Tue 2 Jun, 2009 08:22 pm
ARGUMENTS OR EXPLANATIONS
I have to determine whether these contain arguments or not (as opposed to explanations). If they contain arguments I have to standardize them. If they do not contain arguments, I have to explain why. I have changed the specifics of the statements, but maintained the integrity, that way if someone is attempting to google their own answers to these questions they will not find them.
A. "Based on the material presented, I do not hesitate to find that the chairman should not continue to act as chairman," Justice B.L.stated in giving judgment for the divisional court. "The unceasing interference by the chairman in the cross examination of witnesses by counsel for the union, the hostility exhibited by the chairman for counsel for the union and---the most serious matter---the chairman making his award in the circumstances I have outlined, raise a reasonable apprehension of bias or a real likelihood of bias."
It seems to me that there is both an explanation and an argument in this text.
The introduction strikes me as an explanation: " 'Based on the material presented, I do not hesitate to find that the chairman should not continue to act as chairman,' Justice B.L stated in giving judgment for the divisional court."
Here Justice B.L. is simply accounting for why something happened. He simply explains that on the basis of the material before him, he has no hesitation in finding that the chairman should not continue to act as chairman. It strikes me however that the next part of the text is an argument and can be standardized as follows.

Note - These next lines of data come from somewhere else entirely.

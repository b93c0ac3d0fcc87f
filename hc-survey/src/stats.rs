//! Precomputed aggregate statistics: one table per survey year.
//!
//! The bundled data files are JSON objects shaped
//! `{ "<SubdistrictId>": { "<label>": { "n": 12, "percentage": 34.5 } } }`.
//! They are generated at build time from long-format CSV fixtures with the
//! columns `subdistrict,label,n,percentage`.

use crate::error::{Result, SurveyError};
use crate::subdistrict::SubdistrictId;
use csv::ReaderBuilder;
use serde::{Deserialize, Serialize};
use std::collections::BTreeMap;

/// Count and share recorded for a single label.
///
/// An absent label reads as `LabelStat::default()`, i.e. `{ n: 0, percentage: 0.0 }`.
#[derive(Debug, Clone, Copy, Default, PartialEq, Serialize, Deserialize)]
pub struct LabelStat {
    #[serde(default)]
    pub n: u64,
    #[serde(default)]
    pub percentage: f64,
}

/// Flat label -> LabelStat mapping for one subdistrict in one survey year.
#[derive(Debug, Clone, Default, PartialEq, Serialize, Deserialize)]
#[serde(transparent)]
pub struct SubdistrictRow {
    stats: BTreeMap<String, LabelStat>,
}

impl SubdistrictRow {
    pub fn new() -> Self {
        Self::default()
    }

    pub fn insert(&mut self, label: impl Into<String>, stat: LabelStat) {
        self.stats.insert(label.into(), stat);
    }

    /// Stat for `label`, compared as-is against the stored keys.
    /// Missing labels default to zero.
    pub fn stat(&self, label: &str) -> LabelStat {
        self.stats.get(label).copied().unwrap_or_default()
    }

    pub fn contains(&self, label: &str) -> bool {
        self.stats.contains_key(label)
    }

    /// Sum of counts over `labels`, missing labels contributing 0.
    pub fn total<'a>(&self, labels: impl IntoIterator<Item = &'a str>) -> u64 {
        labels.into_iter().map(|label| self.stat(label).n).sum()
    }

    pub fn len(&self) -> usize {
        self.stats.len()
    }

    pub fn is_empty(&self) -> bool {
        self.stats.is_empty()
    }
}

/// All rows recorded for one survey year.
#[derive(Debug, Clone, Default, PartialEq, Serialize, Deserialize)]
#[serde(transparent)]
pub struct YearTable {
    rows: BTreeMap<SubdistrictId, SubdistrictRow>,
}

impl YearTable {
    /// Parse a bundled year table.
    pub fn from_json(json: &str) -> Result<Self> {
        let table: YearTable = serde_json::from_str(json)?;
        log::info!("Loaded survey table with {} subdistricts", table.rows.len());
        Ok(table)
    }

    /// Pivot a long-format CSV (`subdistrict,label,n,percentage`, with header)
    /// into a table.
    ///
    /// Rows with an empty subdistrict or label, a count that is not a
    /// non-negative integer, or a percentage outside 0..=100 are skipped.
    /// A blank percentage reads as 0.
    pub fn from_long_csv(csv_data: &str) -> Result<Self> {
        let mut table = YearTable::default();
        let mut rdr = ReaderBuilder::new()
            .has_headers(true)
            .flexible(true)
            .from_reader(csv_data.as_bytes());

        for row in rdr.records() {
            let record = row?;
            let subdistrict = record.get(0).unwrap_or("").trim();
            let label = record.get(1).unwrap_or("").trim();
            if subdistrict.is_empty() || label.is_empty() {
                continue;
            }
            let n = match record.get(2).unwrap_or("").trim().parse::<u64>() {
                Ok(n) => n,
                Err(_) => {
                    log::warn!("Skipping {}/{}: count is not a number", subdistrict, label);
                    continue;
                }
            };
            let percentage = match parse_percentage(record.get(3).unwrap_or("")) {
                Some(percentage) => percentage,
                None => {
                    log::warn!("Skipping {}/{}: percentage is not within 0..=100", subdistrict, label);
                    continue;
                }
            };

            table
                .rows
                .entry(SubdistrictId::from(subdistrict))
                .or_default()
                .insert(label, LabelStat { n, percentage });
        }
        Ok(table)
    }

    pub fn to_json(&self) -> Result<String> {
        Ok(serde_json::to_string(self)?)
    }

    /// Row for `id`, failing with `UnknownSubdistrict` for ids outside the table.
    pub fn row(&self, id: &str) -> Result<&SubdistrictRow> {
        self.rows
            .get(id)
            .ok_or_else(|| SurveyError::UnknownSubdistrict(id.to_string()))
    }

    /// Row for `id`, or an empty row so callers render zeros.
    pub fn row_or_empty(&self, id: &str) -> SubdistrictRow {
        match self.row(id) {
            Ok(row) => row.clone(),
            Err(e) => {
                log::warn!("{}; rendering an empty row", e);
                SubdistrictRow::default()
            }
        }
    }

    pub fn contains(&self, id: &str) -> bool {
        self.rows.contains_key(id)
    }

    pub fn len(&self) -> usize {
        self.rows.len()
    }

    pub fn is_empty(&self) -> bool {
        self.rows.is_empty()
    }
}

/// `None` for anything but a blank cell or a finite number in 0..=100.
fn parse_percentage(cell: &str) -> Option<f64> {
    let cell = cell.trim();
    if cell.is_empty() {
        return Some(0.0);
    }
    cell.parse::<f64>()
        .ok()
        .filter(|p| p.is_finite() && (0.0..=100.0).contains(p))
}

- Someone who raises a reasonable apprehension of bias or a real likelihood of bias is not fit to act as chairman.
-The chairman has preformed actions that raise a reasonable apprehension of bias or a real likelihood of bias
-The chairman is not fit to act as chairman
B. Health Minister Boris Karloff deserves praise for advocating that the government switch cannabis from the Narcotics Control Act to the Food and Drug Act and that jail terms will no longer be handed out for simply possession. The minister also is correct in his stand on penalties for importing marijuana and hashish into Canada. He says the present minimum prison term of seven years and a maximum of life is far to harsh.
Explanation. The author of this piece offers two reasons why the Justice Minister deserves praise. The intention is not that he deserves praise, but why he does. Mind you he does give a claim (the Health Minister deserves praise) and then he does give reasons to support this claim. In this regard I am not able to distinguish enough between explanation and argument.
C. Galileo: But can you doubt that air has weight when you have clear testimony of Aristotle affirming that all the elements have weight, including air, and excepting only fire?
Argument. By appealing to authority, Galileo is not attempting to account for why air has weight (explanation), but rather that it does.
-Aristotle affirms that all elements (excepting fire) have a weight.
-[Aristotle is not to be doubted on this matter]
-That air has weight is not to be doubted.
D. I heard that Wilson voted for Thornton, so Thornton must be a libertarian.
Argument. I have had to introduce a premise that seem implied.
-I heard that Wilson voted for Thornton
-[Only Libertarian's get Wilson's]
-Smith must be a liberal
E. Because of the unusually wet spring, there was a high incidence of crop-failure. So the price of produce went up.
Explanation. At stake here is not whether or not the price of produce went up, but why it went up. This in unlike the previous example where reasons have to be given to establish that Smith really is a liberal.
So how did I do in identifying whether an argument or an explanation is given AND how are my standardizations?